Feeder for components of an aerosol forming article

Abstract

The present invention refers to a feeder for components of an aerosol-forming article, the feeder comprising: a plurality of tubular hoppers, each hopper being adapted to receive and to deliver a plurality of components, each hopper including an inlet and an outlet and a channel connecting the inlet and the outlet, each channel having an axis and defining an insert dimension in a direction perpendicular to the axis, the insert dimension being constant along the axis of the channel; a frame to which the tubular hoppers are fastened and arranged so that their axes are substantially parallel to each other and in series along a transport direction; a delivery drum including a plurality of angularly spaced grooves arranged substantially parallel to said transport direction, said drum being located under the outlets of the tubular hoppers so that components going through said channels are delivered into one of said groves; a motor to rotate said delivery drum; a transport device located under said delivery drum and adapted to transport said components delivered by the delivery drum along the transport direction; and a size change element adapted to vary the insert dimension of the channel of at least one of the plurality of hoppers.

Claims

1. Feeder for components of an aerosol-forming article, the feeder comprising: a plurality of tubular hoppers, each hopper being adapted to receive and to deliver a plurality of components, each hopper including an inlet and an outlet and a channel connecting the inlet and the outlet, each channel having an axis and defining an insert dimension in a direction perpendicular to the axis, the insert dimension being constant along the axis of the channel; a frame to which the tubular hoppers are fastened and arranged so that their axes are substantially parallel to each other and in series along a transport direction; a delivery drum including a plurality of angularly spaced grooves arranged substantially parallel to said transport direction, said drum being located under the outlets of the tubular hoppers so that components going through said channels are delivered into one of said grooves; a motor to rotate said delivery drum; a transport device located under said delivery drum and adapted to transport said components delivered by the delivery drum along the transport direction; and a size change element adapted to vary the insert dimension of the channel of at least one of the plurality of hoppers.

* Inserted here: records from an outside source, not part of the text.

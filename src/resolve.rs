//! resolve
//!
//! Revision-expression resolution against one object store.
//!
//! # Grammar
//!
//! A revision expression is a base selector followed by zero or more
//! suffix modifiers, evaluated left to right:
//!
//! - base: a hex prefix (40 digits or fewer) uniquely matching a stored
//!   object id; else a name tried as `refs/heads/<name>`, `refs/tags/<name>`,
//!   `refs/remotes/<name>` in that priority order; else a literal ref name
//!   (`HEAD`, `ORIG_HEAD`, `STASH`, or a full `refs/...` path).
//! - `~N`: walk N generations via the first parent (`~` alone means `~1`).
//! - `^N`: select the Nth parent, 1-indexed (`^` alone means `^1`).
//!
//! Walking past a parentless commit, or asking for a parent index a commit
//! does not have, is `NotFound`. A hex prefix matching more than one stored
//! object is `Ambiguous`.
//!
//! # Example
//!
//! ```ignore
//! let tip = resolve(&repo.store, "main")?;
//! let grandparent = resolve(&repo.store, "HEAD~2")?;
//! let second_parent = resolve(&repo.store, "main^2")?;
//! ```

use thiserror::Error;

use crate::core::store::{ObjectStore, StoreError};
use crate::core::types::{Oid, RefName};

/// Errors from revision resolution.
#[derive(Debug, Error)]
pub enum ResolveError {
    /// Expression did not name any commit.
    #[error("revision not found: {expr}")]
    NotFound {
        /// The expression (or sub-expression) that failed
        expr: String,
    },

    /// Short hash prefix matched more than one stored object.
    #[error("ambiguous short hash {prefix}: {count} objects match")]
    Ambiguous { prefix: String, count: usize },

    /// A modifier was applied to a non-commit object.
    #[error("object {oid} is not a commit")]
    NotACommit { oid: Oid },

    /// Malformed modifier suffix (e.g. `HEAD~x`).
    #[error("malformed revision expression: {expr}")]
    Malformed { expr: String },

    /// Underlying store failure.
    #[error(transparent)]
    Store(#[from] StoreError),
}

/// Resolve a revision expression to an object id.
///
/// The result is usually a commit id; a bare hex prefix may name a tree or
/// blob, in which case applying any `~`/`^` modifier fails with
/// [`ResolveError::NotACommit`].
pub fn resolve(store: &ObjectStore, expr: &str) -> Result<Oid, ResolveError> {
    let (base, modifiers) = split_expr(expr);
    if base.is_empty() {
        return Err(ResolveError::Malformed { expr: expr.into() });
    }

    let mut current = resolve_base(store, base)?;

    for modifier in parse_modifiers(expr, modifiers)? {
        current = apply_modifier(store, &current, modifier, expr)?;
    }
    Ok(current)
}

/// One parsed suffix modifier.
#[derive(Debug, Clone, Copy, PartialEq, Eq)]
enum Modifier {
    /// `~N`: N first-parent generations.
    Generations(usize),
    /// `^N`: the Nth parent, 1-indexed.
    Parent(usize),
}

/// Split an expression into base selector and modifier suffix.
///
/// `~` and `^` cannot appear in ref names or hex ids, so the first
/// occurrence of either starts the modifier chain.
fn split_expr(expr: &str) -> (&str, &str) {
    match expr.find(['~', '^']) {
        Some(idx) => (&expr[..idx], &expr[idx..]),
        None => (expr, ""),
    }
}

fn parse_modifiers(expr: &str, mut rest: &str) -> Result<Vec<Modifier>, ResolveError> {
    let mut out = Vec::new();
    while !rest.is_empty() {
        let op = rest.as_bytes()[0];
        rest = &rest[1..];
        let digits_len = rest.bytes().take_while(|b| b.is_ascii_digit()).count();
        let n = if digits_len == 0 {
            1
        } else {
            rest[..digits_len]
                .parse::<usize>()
                .map_err(|_| ResolveError::Malformed { expr: expr.into() })?
        };
        rest = &rest[digits_len..];
        match op {
            b'~' => out.push(Modifier::Generations(n)),
            b'^' => out.push(Modifier::Parent(n)),
            _ => return Err(ResolveError::Malformed { expr: expr.into() }),
        }
    }
    Ok(out)
}

fn resolve_base(store: &ObjectStore, base: &str) -> Result<Oid, ResolveError> {
    // 1. Hex prefix against stored object ids.
    if base.len() <= Oid::HEX_LEN && base.chars().all(|c| c.is_ascii_hexdigit()) {
        let prefix = base.to_ascii_lowercase();
        let matches = store.ids_with_prefix(&prefix);
        if matches.len() > 1 {
            return Err(ResolveError::Ambiguous {
                prefix,
                count: matches.len(),
            });
        }
        if let Some(oid) = matches.into_iter().next() {
            return Ok(oid);
        }
        // No object match: fall through to ref lookup.
    }

    // 2. Ref name under the priority prefixes.
    for candidate in [
        format!("refs/heads/{base}"),
        format!("refs/tags/{base}"),
        format!("refs/remotes/{base}"),
    ] {
        if let Ok(name) = RefName::new(candidate) {
            match store.resolve_ref(&name) {
                Ok(oid) => return Ok(oid),
                Err(StoreError::RefNotFound { .. }) => continue,
                Err(other) => return Err(other.into()),
            }
        }
    }

    // 3. A literal ref name: HEAD, ORIG_HEAD, STASH, or a full refs/ path.
    if let Ok(name) = RefName::new(base) {
        match store.resolve_ref(&name) {
            Ok(oid) => return Ok(oid),
            Err(StoreError::RefNotFound { .. }) => {}
            Err(other) => return Err(other.into()),
        }
    }

    Err(ResolveError::NotFound { expr: base.into() })
}

fn apply_modifier(
    store: &ObjectStore,
    current: &Oid,
    modifier: Modifier,
    expr: &str,
) -> Result<Oid, ResolveError> {
    let commit_parent = |oid: &Oid, n: usize| -> Result<Oid, ResolveError> {
        let commit = match store.get(oid)? {
            crate::core::object::Object::Commit(c) => c,
            _ => return Err(ResolveError::NotACommit { oid: oid.clone() }),
        };
        commit
            .parent(n)
            .cloned()
            .ok_or_else(|| ResolveError::NotFound { expr: expr.into() })
    };

    match modifier {
        Modifier::Generations(n) => {
            let mut oid = current.clone();
            for _ in 0..n {
                oid = commit_parent(&oid, 0)?;
            }
            Ok(oid)
        }
        Modifier::Parent(n) => {
            if n == 0 {
                // ^0 selects the commit itself, matching git.
                return Ok(current.clone());
            }
            commit_parent(current, n - 1)
        }
    }
}
/// Push a local branch to `remote`.
///
/// A non-fast-forward update is rejected unless `force`; the check runs
/// against the local store, which must already contain the remote's old
/// tip (a tip unknown locally means the histories diverged). On success
/// the local remote-tracking ref advances too.
pub fn push(
    local: &mut Repository,
    remote: &mut Repository,
    remote_name: &str,
    branch: &BranchName,
    force: bool,
) -> Result<TransferReport, ReplicateError> {
    let branch_ref = RefName::for_branch(branch);
    let new = local
        .store
        .resolve_ref(&branch_ref)
        .map_err(|_| ReplicateError::BranchNotFound {
            branch: branch.clone(),
        })?;

    let old = remote.store.resolve_ref(&branch_ref).ok();
    if let Some(old_oid) = &old {
        if old_oid != &new && !force {
            let known = local.store.contains(old_oid)
                && is_fast_forward(&local.store, old_oid, &new)?;
            if !known {
                return Err(ReplicateError::NonFastForward {
                    refname: branch_ref,
                });
            }
        }
    }

    if old.as_ref() == Some(&new) {
        return Ok(TransferReport::default());
    }

    let objects_copied = copy_reachable(&local.store, &mut remote.store, &new)?;
    remote.store.set_ref(branch_ref.clone(), new.clone());
    local
        .store
        .set_ref(RefName::for_remote_branch(remote_name, branch), new.clone());

    Ok(TransferReport {
        updates: vec![RefUpdate {
            name: branch_ref,
            old,
            new: Some(new),
        }],
        objects_copied,
        dry_run: false,
    })
}

/// Clone `remote` into a fresh repository.
///
/// Every branch is fetched, remote-tracking refs are written, a local
/// branch is created for the source's current branch (falling back to the
/// first branch), and its tree is checked out.
pub fn clone_repository(
    remote: &Repository,
    remote_name: &str,
) -> Result<(Repository, TransferReport), ReplicateError> {
    let mut local = Repository::new();
    let report = fetch(&mut local, remote, remote_name, &FetchOptions::default())?;
    if report.updates.is_empty() {
        return Err(ReplicateError::EmptySource);
    }

    let default_branch = remote
        .store
        .head_branch_ref()
        .and_then(|r| r.branch_name())
        .filter(|b| remote.store.get_ref(&RefName::for_branch(b)).is_some())
        .or_else(|| {
            remote
                .store
                .list_refs("refs/heads/")
                .first()
                .and_then(|(name, _)| name.branch_name())
        })
        .ok_or(ReplicateError::EmptySource)?;

    let tip = local
        .store
        .resolve_ref(&RefName::for_remote_branch(remote_name, &default_branch))?;
    let branch_ref = RefName::for_branch(&default_branch);
    local.store.set_ref(branch_ref.clone(), tip.clone());
    local.store.set_symbolic_ref(RefName::head(), branch_ref);
    local.checkout_paths_of(&tip)?;

    Ok((local, report))
}
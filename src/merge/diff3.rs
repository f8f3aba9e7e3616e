//! merge::diff3
//!
//! Line-level three-way text merge.
//!
//! The algorithm aligns base/ours/theirs on lines that are unmodified on
//! both sides (computed via longest-common-subsequence matching against the
//! base), interleaves non-overlapping hunks, and flags overlapping hunks as
//! conflicts. Rendering a conflicted result produces the standard inline
//! markers:
//!
//! ```text
//! <<<<<<< HEAD
//! ours lines
//! =======
//! theirs lines
//! >>>>>>> <theirs-label>
//! ```
//!
//! The marker format is byte-reproducible; tests assert on it exactly.

/// Label used for the "ours" side of conflict markers.
pub const OURS_MARKER_LABEL: &str = "HEAD";

/// One merged region: either resolved lines or a conflicting pair.
#[derive(Debug, Clone, PartialEq, Eq)]
pub enum Hunk {
    Resolved(Vec<String>),
    Conflict {
        ours: Vec<String>,
        theirs: Vec<String>,
    },
}

/// Outcome of a three-way text merge.
#[derive(Debug, Clone, PartialEq, Eq)]
pub struct Diff3Result {
    pub hunks: Vec<Hunk>,
    /// Whether the merged output should end with a newline.
    trailing_newline: bool,
}

impl Diff3Result {
    /// True when no hunk conflicts.
    pub fn is_clean(&self) -> bool {
        self.hunks.iter().all(|h| matches!(h, Hunk::Resolved(_)))
    }

    /// Render the merge result, inserting conflict markers where needed.
    pub fn render(&self, theirs_label: &str) -> String {
        let mut lines: Vec<String> = Vec::new();
        for hunk in &self.hunks {
            match hunk {
                Hunk::Resolved(resolved) => lines.extend(resolved.iter().cloned()),
                Hunk::Conflict { ours, theirs } => {
                    lines.push(format!("<<<<<<< {OURS_MARKER_LABEL}"));
                    lines.extend(ours.iter().cloned());
                    lines.push("=======".to_string());
                    lines.extend(theirs.iter().cloned());
                    lines.push(format!(">>>>>>> {theirs_label}"));
                }
            }
        }
        let mut out = lines.join("\n");
        if self.trailing_newline && !out.is_empty() {
            out.push('\n');
        }
        out
    }
}

/// Merge `ours` and `theirs` relative to `base`, line by line.
pub fn diff3(base: &str, ours: &str, theirs: &str) -> Diff3Result {
    let base_lines: Vec<&str> = base.lines().collect();
    let ours_lines: Vec<&str> = ours.lines().collect();
    let theirs_lines: Vec<&str> = theirs.lines().collect();

    // Match each side against the base independently; a base line matched
    // on both sides is a sync point the merge can anchor on.
    let ours_match = lcs_matches(&base_lines, &ours_lines);
    let theirs_match = lcs_matches(&base_lines, &theirs_lines);

    let mut hunks: Vec<Hunk> = Vec::new();
    let (mut bi, mut oi, mut ti) = (0usize, 0usize, 0usize);

    let mut flush_chunk =
        |hunks: &mut Vec<Hunk>, b: &[&str], o: &[&str], t: &[&str]| {
            if b.is_empty() && o.is_empty() && t.is_empty() {
                return;
            }
            let hunk = classify_chunk(b, o, t);
            // Merge adjacent resolved hunks so rendering stays compact.
            if let (Some(Hunk::Resolved(prev)), Hunk::Resolved(lines)) =
                (hunks.last_mut(), &hunk)
            {
                prev.extend(lines.iter().cloned());
            } else {
                hunks.push(hunk);
            }
        };

    for base_idx in 0..base_lines.len() {
        let (Some(&o_idx), Some(&t_idx)) = (ours_match.get(&base_idx), theirs_match.get(&base_idx))
        else {
            continue;
        };
        // Sync point: everything accumulated since the last one is a chunk.
        flush_chunk(
            &mut hunks,
            &base_lines[bi..base_idx],
            &ours_lines[oi..o_idx],
            &theirs_lines[ti..t_idx],
        );
        flush_chunk(
            &mut hunks,
            &base_lines[base_idx..=base_idx],
            &ours_lines[o_idx..=o_idx],
            &theirs_lines[t_idx..=t_idx],
        );
        bi = base_idx + 1;
        oi = o_idx + 1;
        ti = t_idx + 1;
    }
    flush_chunk(
        &mut hunks,
        &base_lines[bi..],
        &ours_lines[oi..],
        &theirs_lines[ti..],
    );

    // Newline at EOF: keep it when either surviving side keeps it.
    let trailing_newline = ours.ends_with('\n') || theirs.ends_with('\n');
    Diff3Result {
        hunks,
        trailing_newline,
    }
}

fn classify_chunk(base: &[&str], ours: &[&str], theirs: &[&str]) -> Hunk {
    let to_owned = |s: &[&str]| s.iter().map(|l| l.to_string()).collect::<Vec<_>>();
    if ours == base {
        Hunk::Resolved(to_owned(theirs))
    } else if theirs == base || ours == theirs {
        Hunk::Resolved(to_owned(ours))
    } else {
        Hunk::Conflict {
            ours: to_owned(ours),
            theirs: to_owned(theirs),
        }
    }
}

/// Longest-common-subsequence matching: base index → other index.
///
/// Quadratic DP; file sizes here are classroom-scale, and the mapping is
/// strictly monotonic which the chunk walk relies on.
fn lcs_matches(base: &[&str], other: &[&str]) -> std::collections::HashMap<usize, usize> {
    let n = base.len();
    let m = other.len();
    let mut table = vec![vec![0u32; m + 1]; n + 1];
    for i in (0..n).rev() {
        for j in (0..m).rev() {
            table[i][j] = if base[i] == other[j] {
                table[i + 1][j + 1] + 1
            } else {
                table[i + 1][j].max(table[i][j + 1])
            };
        }
    }
    let mut out = std::collections::HashMap::new();
    let (mut i, mut j) = (0, 0);
    while i < n && j < m {
        if base[i] == other[j] {
            out.insert(i, j);
            i += 1;
            j += 1;
        } else if table[i + 1][j] >= table[i][j + 1] {
            i += 1;
        } else {
            j += 1;
        }
    }
    out
}
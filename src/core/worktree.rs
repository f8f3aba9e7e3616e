//! core::worktree
//!
//! Virtual working tree and index snapshot.
//!
//! The working tree is a flat map of slash-separated paths to byte content;
//! directories exist implicitly. The index is the tree-shaped overlay that
//! "the next commit will contain", distinct from both HEAD's tree and the
//! working tree. [`Index::write_tree`] builds the nested tree records
//! bottom-up, and [`flatten_tree`] is the inverse used by diffing and
//! checkout.

use std::collections::BTreeMap;

use super::object::{FileMode, Object, Tree, TreeEntry};
use super::store::{ObjectStore, StoreError};
use super::types::Oid;

/// A file snapshot: content plus mode.
#[derive(Debug, Clone, PartialEq, Eq)]
pub struct FileState {
    pub content: Vec<u8>,
    pub mode: FileMode,
}

impl FileState {
    pub fn regular(content: impl Into<Vec<u8>>) -> Self {
        Self {
            content: content.into(),
            mode: FileMode::Regular,
        }
    }
}

/// Flat path → file-state map, the common currency of the merge engine.
pub type PathMap = BTreeMap<String, FileState>;

/// The virtual working tree: user-visible files for one repository.
#[derive(Debug, Clone, Default, PartialEq, Eq)]
pub struct Worktree {
    files: PathMap,
}

impl Worktree {
    pub fn new() -> Self {
        Self::default()
    }

    /// Read a file's content, if present.
    pub fn read(&self, path: &str) -> Option<&FileState> {
        self.files.get(path)
    }

    /// Write (create or replace) a file.
    pub fn write(&mut self, path: impl Into<String>, state: FileState) {
        self.files.insert(path.into(), state);
    }

    /// Remove a file. Returns whether it existed.
    pub fn remove(&mut self, path: &str) -> bool {
        self.files.remove(path).is_some()
    }

    /// All paths and states, in path order.
    pub fn files(&self) -> &PathMap {
        &self.files
    }

    /// Immediate children of a directory (`""` for the root), like `ls`.
    ///
    /// Directories are reported once, with a trailing `/`.
    pub fn list_dir(&self, dir: &str) -> Vec<String> {
        let prefix = if dir.is_empty() {
            String::new()
        } else {
            format!("{}/", dir.trim_end_matches('/'))
        };
        let mut seen = std::collections::BTreeSet::new();
        for path in self.files.keys() {
            if let Some(rest) = path.strip_prefix(&prefix) {
                match rest.split_once('/') {
                    Some((first, _)) => seen.insert(format!("{first}/")),
                    None => seen.insert(rest.to_string()),
                };
            }
        }
        seen.into_iter().collect()
    }

    /// Replace the whole working tree with `state`.
    pub fn replace_all(&mut self, state: PathMap) {
        self.files = state;
    }

    /// Clone the current file map.
    pub fn snapshot(&self) -> PathMap {
        self.files.clone()
    }
}

/// The staging area: what the next commit will contain.
#[derive(Debug, Clone, Default, PartialEq, Eq)]
pub struct Index {
    entries: PathMap,
}

impl Index {
    pub fn new() -> Self {
        Self::default()
    }

    /// Stage a file state at a path.
    pub fn stage(&mut self, path: impl Into<String>, state: FileState) {
        self.entries.insert(path.into(), state);
    }

    /// Remove a path from the index (stages a deletion).
    pub fn unstage(&mut self, path: &str) -> bool {
        self.entries.remove(path).is_some()
    }

    /// All staged entries, in path order.
    pub fn entries(&self) -> &PathMap {
        &self.entries
    }

    /// True when the working tree matches the index exactly.
    pub fn matches_worktree(&self, worktree: &Worktree) -> bool {
        &self.entries == worktree.files()
    }

    /// Replace the whole index with `state`.
    pub fn replace_all(&mut self, state: PathMap) {
        self.entries = state;
    }

    /// Clone the current entry map.
    pub fn snapshot(&self) -> PathMap {
        self.entries.clone()
    }

    /// Build tree (and blob) records for the staged content, bottom-up.
    ///
    /// Returns the root tree id. An empty index yields the empty tree.
    pub fn write_tree(&self, store: &mut ObjectStore) -> Oid {
        build_tree(store, &self.entries)
    }

    /// Replace the index with the contents of a stored tree.
    pub fn read_tree(&mut self, store: &ObjectStore, tree: &Oid) -> Result<(), StoreError> {
        self.entries = flatten_tree(store, tree)?;
        Ok(())
    }
}

/// Build nested tree records from a flat path map, returning the root id.
pub fn build_tree(store: &mut ObjectStore, files: &PathMap) -> Oid {
    // Group this level's direct files and the subtrees below them.
    let mut tree = Tree::new();
    let mut subdirs: BTreeMap<String, PathMap> = BTreeMap::new();

    for (path, state) in files {
        match path.split_once('/') {
            None => {
                let blob = store.put(Object::Blob(super::object::Blob::new(
                    state.content.clone(),
                )));
                tree.entries.insert(
                    path.clone(),
                    TreeEntry::Blob {
                        oid: blob,
                        mode: state.mode,
                    },
                );
            }
            Some((dir, rest)) => {
                subdirs
                    .entry(dir.to_string())
                    .or_default()
                    .insert(rest.to_string(), state.clone());
            }
        }
    }

    for (dir, children) in subdirs {
        let sub = build_tree(store, &children);
        tree.entries.insert(dir, TreeEntry::Subtree { oid: sub });
    }

    store.put(Object::Tree(tree))
}

/// Flatten a stored tree into a path map.
pub fn flatten_tree(store: &ObjectStore, tree: &Oid) -> Result<PathMap, StoreError> {
    let mut out = PathMap::new();
    // Worklist of (prefix, tree id); avoids recursion on deep hierarchies.
    let mut work: Vec<(String, Oid)> = vec![(String::new(), tree.clone())];
    while let Some((prefix, oid)) = work.pop() {
        let tree = store.get_tree(&oid)?;
        for (name, entry) in &tree.entries {
            let path = if prefix.is_empty() {
                name.clone()
            } else {
                format!("{prefix}/{name}")
            };
            match entry {
                TreeEntry::Blob { oid, mode } => {
                    let blob = store.get_blob(oid)?;
                    out.insert(
                        path,
                        FileState {
                            content: blob.content.clone(),
                            mode: *mode,
                        },
                    );
                }
                TreeEntry::Subtree { oid } => work.push((path, oid.clone())),
            }
        }
    }
    Ok(out)
}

2. The feeder according to claim 1, wherein each hopper of said plurality is releasably fastened to said frame.

3. The feeder according to claim 1, wherein said hoppers are arranged so that said axes of the channels are substantially parallel to a vertical direction so that components inserted into the channels via the inlet fall toward the outlet due to gravity.

4. The feeder according to claim 1, wherein said insert dimension defines a major dimension of said inlet or of said outlet in which an insertion of said component is possible.

5. The feeder according to claim 1, wherein said insert dimension is a dimension of said channel along the transport direction.

6. The feeder according to claim 1, wherein the channel has a constant cross section along planes perpendicular to its axis.

7. The feeder according to claim 6, wherein a size of the cross section is such that the insertion of a single component is possible, so that the channel is adapted to house a single column of components.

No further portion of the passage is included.